» Assignment
The output should be all entries, each matching the original exactly.

» Saved entries
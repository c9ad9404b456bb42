//! Copyright © 2025-2026 Wenze Wei. All Rights Reserved.
//!
//! This file is part of Zic.
//! The Zic project belongs to the Dunimd Team.
//!
//! Licensed under the Apache License, Version 2.0 (the "License");
//! You may not use this file except in compliance with the License.
//! You may obtain a copy of the License at
//!
//!     http://www.apache.org/licenses/LICENSE-2.0
//!
//! Unless required by applicable law or agreed to in writing, software
//! distributed under the License is distributed on an "AS IS" BASIS,
//! WITHOUT WARRANTIES OR CONDITIONS OF ANY KIND, either express or implied.
//! See the License for the specific language governing permissions and
//! limitations under the License.

//! # Zic Core Library
//!
//! Zic compiles declarative, nested validation schemas into validators. A
//! schema tree is walked once, at compile time, and turned into a fixed graph
//! of closures; validating a value then runs that graph directly, with no
//! lookup by rule tag.
//!
//! ## Module Overview
//!
//! - **schema**: schema model, builders and the JSON/YAML schema parser
//! - **registry**: rule tags mapped to rule compilers, shorthand expansion
//! - **context**: per-compile state (fragment table, execution mode, label)
//! - **compiler**: the recursive orchestrator and presence handling
//! - **fragment**: compiled fragments, the per-call scope, execution modes
//! - **rules**: built-in rules (pipe, object, array, string, number, ...)
//! - **record**: error records, the per-call collector, validation outcomes
//! - **messages**: error message templates
//! - **validator**: the compiled validator
//! - **config**: compiler configuration
//!
//! ## Feature Flags
//!
//! - `yaml` (default): YAML schema documents and configuration
//!
//! ## Quick Start
//!
//! ```rust
//! use serde_json::json;
//! use zic::{ZiCompiler, ZiSchema};
//!
//! let schema: ZiSchema = ZiSchema::object([(
//!     "amount",
//!     ZiSchema::pipe([
//!         ZiSchema::node("string").option("trim", true),
//!         ZiSchema::node("number").option("convert", true).option("min", 1),
//!     ]),
//! )])
//! .into();
//!
//! let validator = ZiCompiler::new().compile(&schema).unwrap();
//! let mut value = json!({"amount": " 42 "});
//! assert!(validator.validate(&mut value).unwrap().is_valid());
//! assert_eq!(value, json!({"amount": 42}));
//! ```
//!
//! ## Error Handling
//!
//! Schema mistakes are `ZiError`s returned by `compile`. Non-conforming input
//! is never an error: it yields a [`ZiOutcome::Invalid`] with ordered records.

pub mod compiler;
pub mod config;
pub mod context;
pub mod errors;
pub mod fragment;
pub mod messages;
pub mod record;
pub mod registry;
pub mod rules;
pub mod schema;
pub mod validator;

pub use compiler::ZiCompiler;
pub use config::{ZiCompilerConfig, ZiCompilerConfigBuilder};
pub use context::{ZiCompileContext, ZiExecutionMode};
pub use errors::{Result, ZiError};
pub use fragment::{
    ZiContinuation, ZiExecution, ZiFragment, ZiImmediate, ZiRunner, ZiScope, ZiSegment,
    ZiSuspending,
};
pub use messages::ZiMessages;
pub use record::{ZiErrorCollector, ZiErrorRecord, ZiIssue, ZiOutcome};
pub use registry::{expand_shorthand, ZiRuleCompiler, ZiRuleDescriptor, ZiRuleRegistry};
pub use schema::{
    ZiAsyncCheck, ZiCheck, ZiOption, ZiSchema, ZiSchemaNode, ZiSchemaParser,
};
pub use validator::ZiValidator;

» Response to this exercise
repository c9ad9404b456bb42
//! Copyright © 2025-2026 Wenze Wei. All Rights Reserved.
//!
//! This file is part of Zic.
//! The Zic project belongs to the Dunimd Team.
//!
//! Licensed under the Apache License, Version 2.0 (the "License");
//! You may not use this file except in compliance with the License.
//! You may obtain a copy of the License at
//!
//!     http://www.apache.org/licenses/LICENSE-2.0
//!
//! Unless required by applicable law or agreed to in writing, software
//! distributed under the License is distributed on an "AS IS" BASIS,
//! WITHOUT WARRANTIES OR CONDITIONS OF ANY KIND, either express or implied.
//! See the License for the specific language governing permissions and
//! limitations under the License.

//! # Zic Core Library
//!
//! Zic compiles declarative, nested validation schemas into validators. A
//! schema tree is walked once, at compile time, and turned into a fixed graph
//! of closures; validating a value then runs that graph directly, with no
//! lookup by rule tag.
//!
//! ## Module Overview
//!
//! - **schema**: schema model, builders and the JSON/YAML schema parser
//! - **registry**: rule tags mapped to rule compilers, shorthand expansion
//! - **context**: per-compile state (fragment table, execution mode, label)
//! - **compiler**: the recursive orchestrator and presence handling
//! - **fragment**: compiled fragments, the per-call scope, execution modes
//! - **rules**: built-in rules (pipe, object, array, string, number, ...)
//! - **record**: error records, the per-call collector, validation outcomes
//! - **messages**: error message templates
//! - **validator**: the compiled validator
//! - **config**: compiler configuration
//!
//! ## Feature Flags
//!
//! - `yaml` (default): YAML schema documents and configuration
//!
//! ## Quick Start
//!
//! ```rust
//! use serde_json::json;
//! use zic::{ZiCompiler, ZiSchema};
//!
//! let schema: ZiSchema = ZiSchema::object([(
//!     "amount",
//!     ZiSchema::pipe([
//!         ZiSchema::node("string").option("trim", true),
//!         ZiSchema::node("number").option("convert", true).option("min", 1),
//!     ]),
//! )])
//! .into();
//!
//! let validator = ZiCompiler::new().compile(&schema).unwrap();
//! let mut value = json!({"amount": " 42 "});
//! assert!(validator.validate(&mut value).unwrap().is_valid());
//! assert_eq!(value, json!({"amount": 42}));
//! ```
//!
//! ## Error Handling
//!
//! Schema mistakes are `ZiError`s returned by `compile`. Non-conforming input
//! is never an error: it yields a [`ZiOutcome::Invalid`] with ordered records.

pub mod compiler;
pub mod config;
pub mod context;
pub mod errors;
pub mod fragment;
pub mod messages;
pub mod record;
pub mod registry;
pub mod rules;
pub mod schema;
pub mod validator;

pub use compiler::ZiCompiler;
pub use config::{ZiCompilerConfig, ZiCompilerConfigBuilder};
pub use context::{ZiCompileContext, ZiExecutionMode};
pub use errors::{Result, ZiError};
pub use fragment::{
    ZiContinuation, ZiExecution, ZiFragment, ZiImmediate, ZiRunner, ZiScope, ZiSegment,
    ZiSuspending,
};
pub use messages::ZiMessages;
pub use record::{ZiErrorCollector, ZiErrorRecord, ZiIssue, ZiOutcome};
pub use registry::{expand_shorthand, ZiRuleCompiler, ZiRuleDescriptor, ZiRuleRegistry};
pub use schema::{
    ZiAsyncCheck, ZiCheck, ZiOption, ZiSchema, ZiSchemaNode, ZiSchemaParser,
};
pub use validator::ZiValidator;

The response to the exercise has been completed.